身体障害者の手続きのため、O先生に診断書を書いてもらう。指、腕、脚の動く角度を調べていく。右手の握力はゼロ、左手はかすかに動いた。右は親指の先が人差し指の第1関節にしかつかない。左手は人差し指と親指がほぼ平行になっているため、動かすと2本の指がくっつく。しかも人差し指は、第2関節が棒状になって曲がらない。先生は身体の状態を細かく記入していく。

診断書を区役所に提出した。「慢性関節リウマチによる両上肢機能障害、両下肢機能障害。身体障害1級」と通知がきた。会社に書類を提出。裏口にある駐車場の使用が許可され、ガソリン代の1部が交通費として支払われる。状況によって、タクシーの使用も認められた。

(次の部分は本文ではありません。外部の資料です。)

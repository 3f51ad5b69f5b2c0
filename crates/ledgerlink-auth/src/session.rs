//! Per-session authorization state machine.
//!
//! The state a session can be in is an explicit tagged enum rather than a
//! collection of optional token fields:
//!
//! ```text
//! Unauthenticated --request token stored--> Pending
//! Pending --callback verifier matches, exchange succeeds--> Authenticated
//! Pending --callback token mismatch / no verifier--> Unauthenticated (error surfaced)
//! Authenticated --provider rejects token--> Unauthenticated (re-authorization)
//! ```
//!
//! Every transition is a method returning a `Result`; a failed transition
//! leaves the session untouched.

use serde::{Deserialize, Serialize};
use time::OffsetDateTime;
use uuid::Uuid;

use crate::error::{AuthError, AuthResult};

/// A pending request token pair issued by the provider (first leg).
///
/// Exists only between the authorize redirect and the provider callback.
#[derive(Debug, Clone, PartialEq, Eq, Serialize, Deserialize)]
pub struct RequestToken {
    /// Temporary request token.
    pub token: String,
    /// Secret paired with the request token.
    pub secret: String,
}

/// An exchanged access token pair (third leg).
#[derive(Debug, Clone, PartialEq, Eq, Serialize, Deserialize)]
pub struct AccessTokenPair {
    /// Long-lived access token.
    pub token: String,
    /// Secret paired with the access token.
    pub secret: String,
}

/// Authorization state of one session.
#[derive(Debug, Clone, PartialEq, Eq, Serialize, Deserialize, Default)]
#[serde(tag = "state", rename_all = "camelCase")]
pub enum AuthState {
    /// No tokens held. Protected operations trigger authorization.
    #[default]
    Unauthenticated,
    /// A request token has been issued and the user was redirected to the
    /// provider's authorize page.
    Pending {
        /// Request token awaiting approval.
        request_token: String,
        /// Secret paired with the request token.
        request_secret: String,
    },
    /// The verifier was exchanged; authorized calls are possible.
    Authenticated {
        /// Access token attached to every authorized call.
        access_token: String,
        /// Secret paired with the access token.
        access_secret: String,
    },
}

/// Server-held state for one browser client, keyed by an opaque cookie id.
///
/// Never persisted beyond process lifetime; after a restart tokens are
/// simply re-obtained.
#[derive(Debug, Clone, Serialize, Deserialize)]
pub struct Session {
    /// Opaque session identifier (stored in the cookie).
    pub id: Uuid,
    /// Current authorization state.
    pub state: AuthState,
    /// Single-use redirect hint recorded when authorization begins.
    pub return_to: Option<String>,
    /// Timestamp when the session was created.
    #[serde(with = "time::serde::rfc3339")]
    pub created_at: OffsetDateTime,
    /// Timestamp of the last state change.
    #[serde(with = "time::serde::rfc3339")]
    pub updated_at: OffsetDateTime,
}

impl Session {
    /// Creates a fresh unauthenticated session.
    #[must_use]
    pub fn new() -> Self {
        let now = OffsetDateTime::now_utc();
        Self {
            id: Uuid::new_v4(),
            state: AuthState::Unauthenticated,
            return_to: None,
            created_at: now,
            updated_at: now,
        }
    }

    /// Returns `true` if an access token is held.
    #[must_use]
    pub fn is_authenticated(&self) -> bool {
        matches!(self.state, AuthState::Authenticated { .. })
    }

    /// Returns the held access token pair, if any.
    #[must_use]
    pub fn access_token(&self) -> Option<AccessTokenPair> {
        match &self.state {
            AuthState::Authenticated {
                access_token,
                access_secret,
            } => Some(AccessTokenPair {
                token: access_token.clone(),
                secret: access_secret.clone(),
            }),
            _ => None,
        }
    }

    /// Records a freshly issued request token and the path to return to
    /// once the provider calls back. Allowed from any state: a session that
    /// lost its access token re-enters authorization the same way.
    pub fn begin_authorization(&mut self, request: RequestToken, return_to: impl Into<String>) {
        self.state = AuthState::Pending {
            request_token: request.token,
            request_secret: request.secret,
        };
        self.return_to = Some(return_to.into());
        self.touch();
    }

    /// Consumes the pending request token if `callback_token` matches it,
    /// returning the stored secret needed for the verifier exchange.
    ///
    /// # Errors
    ///
    /// [`AuthError::TokenMismatch`] when no authorization is pending or the
    /// callback carries a different token. The session is not mutated in
    /// that case, so a concurrent duplicate callback fails cleanly.
    pub fn match_pending(&self, callback_token: &str) -> AuthResult<RequestToken> {
        match &self.state {
            AuthState::Pending {
                request_token,
                request_secret,
            } if request_token == callback_token => Ok(RequestToken {
                token: request_token.clone(),
                secret: request_secret.clone(),
            }),
            _ => Err(AuthError::TokenMismatch),
        }
    }

    /// Completes authorization: Pending → Authenticated.
    ///
    /// The caller must have matched the callback token via
    /// [`Session::match_pending`] first; this method re-checks so the
    /// transition stays atomic under the store's lock.
    ///
    /// # Errors
    ///
    /// [`AuthError::TokenMismatch`] when the session is not pending on
    /// `callback_token`; `access_token` fields are never mutated then.
    pub fn complete_authorization(
        &mut self,
        callback_token: &str,
        access: AccessTokenPair,
    ) -> AuthResult<()> {
        self.match_pending(callback_token)?;
        self.state = AuthState::Authenticated {
            access_token: access.token,
            access_secret: access.secret,
        };
        self.touch();
        Ok(())
    }

    /// Drops the held access token: Authenticated → Unauthenticated.
    ///
    /// Called when the provider rejects the token; the next protected
    /// operation re-enters the authorization flow.
    pub fn invalidate_access(&mut self) {
        self.state = AuthState::Unauthenticated;
        self.touch();
    }

    /// Takes the single-use redirect hint.
    pub fn take_return_to(&mut self) -> Option<String> {
        self.return_to.take()
    }

    fn touch(&mut self) {
        self.updated_at = OffsetDateTime::now_utc();
    }
}

impl Default for Session {
    fn default() -> Self {
        Self::new()
    }
}
/// Runs a numbered report. The bank-statement and aged reports need an
/// entity id, resolved from the first matching account or contact.
async fn reports(
    State(state): State<AppState>,
    jar: CookieJar,
    Query(params): Query<ReportParams>,
) -> Response {
    let (session_id, jar) = session_cookie::resolve(&state, jar).await;
    let selector = params.r.as_deref().unwrap_or("");
    let Some(name) = report_name(selector) else {
        return (jar, Html(views::render_home(Some("Report not found")))).into_response();
    };
    let intended = format!("/reports?r={selector}");
    let response = dispatch::with_authorized_client(&state, session_id, &intended, |handle| async move {
        let mut query: Vec<(String, String)> = Vec::new();
        match name {
            "BankStatement" => {
                let accounts = handle.collection("Accounts").await?;
                let Some(account_id) = accounts
                    .iter()
                    .find(|a| a["Type"] == "BANK")
                    .and_then(|a| a["AccountID"].as_str())
                else {
                    return Ok(Html(views::render_error_page(
                        "No bank account available for the Bank Statement report.",
                    ))
                    .into_response());
                };
                query.push(("bankAccountID".to_string(), account_id.to_string()));
            }
            "AgedReceivablesByContact" | "AgedPayablesByContact" => {
                let contacts = handle.collection("Contacts").await?;
                let Some(contact_id) = contacts.first().and_then(|c| c["ContactID"].as_str())
                else {
                    return Ok(Html(views::render_error_page(
                        "No contact available for the aged report.",
                    ))
                    .into_response());
                };
                query.push(("contactID".to_string(), contact_id.to_string()));
            }
            _ => {}
        }
        let query: Vec<(&str, &str)> = query.iter().map(|(k, v)| (k.as_str(), v.as_str())).collect();
        let report = handle.report(name, &query).await?;
        Ok(Html(views::render_report(&report)).into_response())
    })
    .await;
    (jar, response).into_response()
}

#[derive(Deserialize)]
struct AttachmentParams {
    #[serde(rename = "entityType")]
    entity_type: Option<String>,
    #[serde(rename = "entityID")]
    entity_id: Option<String>,
    #[serde(rename = "fileId")]
    file_id: Option<String>,
}

async fn attachments(
    State(state): State<AppState>,
    jar: CookieJar,
    Query(params): Query<AttachmentParams>,
) -> Response {
    let (session_id, jar) = session_cookie::resolve(&state, jar).await;
    let (Some(entity_type), Some(entity_id)) = (params.entity_type, params.entity_id) else {
        return (jar, Html(views::render_attachments("", "", &[]))).into_response();
    };
    let intended = format!(
        "/attachments?entityType={entity_type}&entityID={entity_id}"
    );
    let response = dispatch::with_authorized_client(&state, session_id, &intended, |handle| async move {
        let items = handle.attachments(&entity_type, &entity_id).await?;
        Ok(Html(views::render_attachments(&entity_type, &entity_id, &items)).into_response())
    })
    .await;
    (jar, response).into_response()
}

突然、編集長から呼び出され、「いつ具合が悪くなるかもしれないので、責任ある立場には置けない」と言われた。私は次長の肩書はそのまま、新入社員の時に教えた後輩に指示される立場になった。

「作家のTさんにインタビューを依頼してほしい。文化人の方に話を聞きたいページが決まらなくて。すぐに話を聞かないと校了に間に合わないから連絡をお願いします。担当は〇〇さんです」。それならば、担当者が依頼すればいいと思った。私はTさんと何度も仕事をして地道に信頼関係を築いてきた。急にお願いすれば、誰かが断ったので、応急処置のため、便利に使われていると受け取られるだろう。私も便利に使われていた。

仕事は会社の名前でやるが、会社の名前だけで信頼は生まれない。「責任のある立場に置けない」ということが、「自分が大切に積み重ねてきた信頼を後輩に安易に利用される」ことになるのはなぜなのかわからなかった Photo by iStock

原稿は後輩の確認が終わらないと入稿できない。情報ページの担当がふってくることもある。私は特集班や読物班というグループに属さず、いろいろな記事に状況によって携わることになった。表紙と連載は写真家や作家との良好な関係を維持するため、担当はそのままである。

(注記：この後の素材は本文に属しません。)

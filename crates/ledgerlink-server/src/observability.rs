// Basic tracing initialization with configurable and reloadable log level.
use std::sync::OnceLock;

use tracing_subscriber::{EnvFilter, fmt, prelude::*, reload};

static LOG_RELOAD_HANDLE: OnceLock<reload::Handle<EnvFilter, tracing_subscriber::Registry>> =
    OnceLock::new();

pub fn init_tracing() {
    init_tracing_with_level("info");
}

pub fn init_tracing_with_level(level: &str) {
    // Prefer RUST_LOG from env, otherwise use provided level string.
    let base_filter = std::env::var("RUST_LOG")
        .ok()
        .and_then(|_| EnvFilter::try_from_default_env().ok())
        .unwrap_or_else(|| EnvFilter::new(level));

    let (reload_layer, handle) = reload::Layer::new(base_filter);
    let _ = LOG_RELOAD_HANDLE.set(handle);

    let _ = tracing_subscriber::registry()
        .with(reload_layer)
        .with(fmt::layer())
        .try_init();
}

/// Apply a new logging level at runtime if the reload handle is configured
/// and RUST_LOG did not take precedence.
pub fn apply_logging_level(level: &str) {
    if std::env::var("RUST_LOG").is_ok() {
        return;
    }
    if let Some(handle) = LOG_RELOAD_HANDLE.get() {
        let _ = handle.modify(|f| {
            *f = EnvFilter::new(level);
        });
    }
}
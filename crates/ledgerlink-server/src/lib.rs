//! HTTP server for LedgerLink.
//!
//! Route handlers are thin: each one resolves the browser session, goes
//! through the authorized dispatcher ([`dispatch::with_authorized_client`])
//! and maps the provider response onto a server-rendered HTML view. All
//! token lifecycle logic lives in `ledgerlink-auth`.

pub mod dispatch;
pub mod observability;
pub mod routes;
pub mod session_cookie;
pub mod state;
pub mod views;

pub use routes::app;
pub use state::AppState;
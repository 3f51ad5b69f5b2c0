//! Session token lifecycle and authorized provider access for LedgerLink.
//!
//! This crate owns the only stateful part of the application: the
//! per-session authorization state machine and the three-legged token
//! exchange against the accounting provider.
//!
//! # Lifecycle
//!
//! 1. A session starts [`session::AuthState::Unauthenticated`]
//! 2. [`client::AuthorizationClient::request_token`] obtains a pending
//!    request token; the session moves to `Pending` and the user is
//!    redirected to the provider's authorize page
//! 3. The provider calls back with a verifier; the stored pending token is
//!    matched **before** any exchange call is made
//! 4. [`client::AuthorizationClient::exchange_verifier`] trades the
//!    verifier for an access token; the session becomes `Authenticated`
//! 5. A provider `token_rejected` response drops the session back to
//!    `Unauthenticated`, forcing re-authorization
//!
//! Authorized resource calls go through a per-request [`handle::ClientHandle`]
//! built from the immutable configuration plus that session's token pair.
//! Handles are never shared across sessions.

pub mod client;
pub mod error;
pub mod handle;
pub mod scope;
pub mod session;
pub mod signing;
pub mod store;

pub use client::AuthorizationClient;
pub use error::{AuthError, AuthResult};
pub use handle::ClientHandle;
pub use scope::Scope;
pub use session::{AccessTokenPair, AuthState, RequestToken, Session};
pub use store::{MemorySessionStore, SessionStore};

障害者になれば扱いが変わる」、W先生から言われた意味がわかった。所属していた雑誌は、障害を抱えながら活き活きと仕事をし、活躍している人の応援記事を掲載している。しかし内部にいれば違った。

私のモチベーションは下がった。意欲を失った。うつ状態になった。痛みが増していった。仕事が楽しくて、熱中するとストレスを発散できていたのに、仕事がストレスになっていた。睡眠障害はひどくなり、睡眠導入剤を飲んでも眠れず、量を増やした。

この状況を、体調をよくするための会社側の配慮と前向きに考えればよかったのだが、当時の私にはまったく余裕がなかった。障害者の手続きの前と後で違いすぎた。36歳、未熟だった。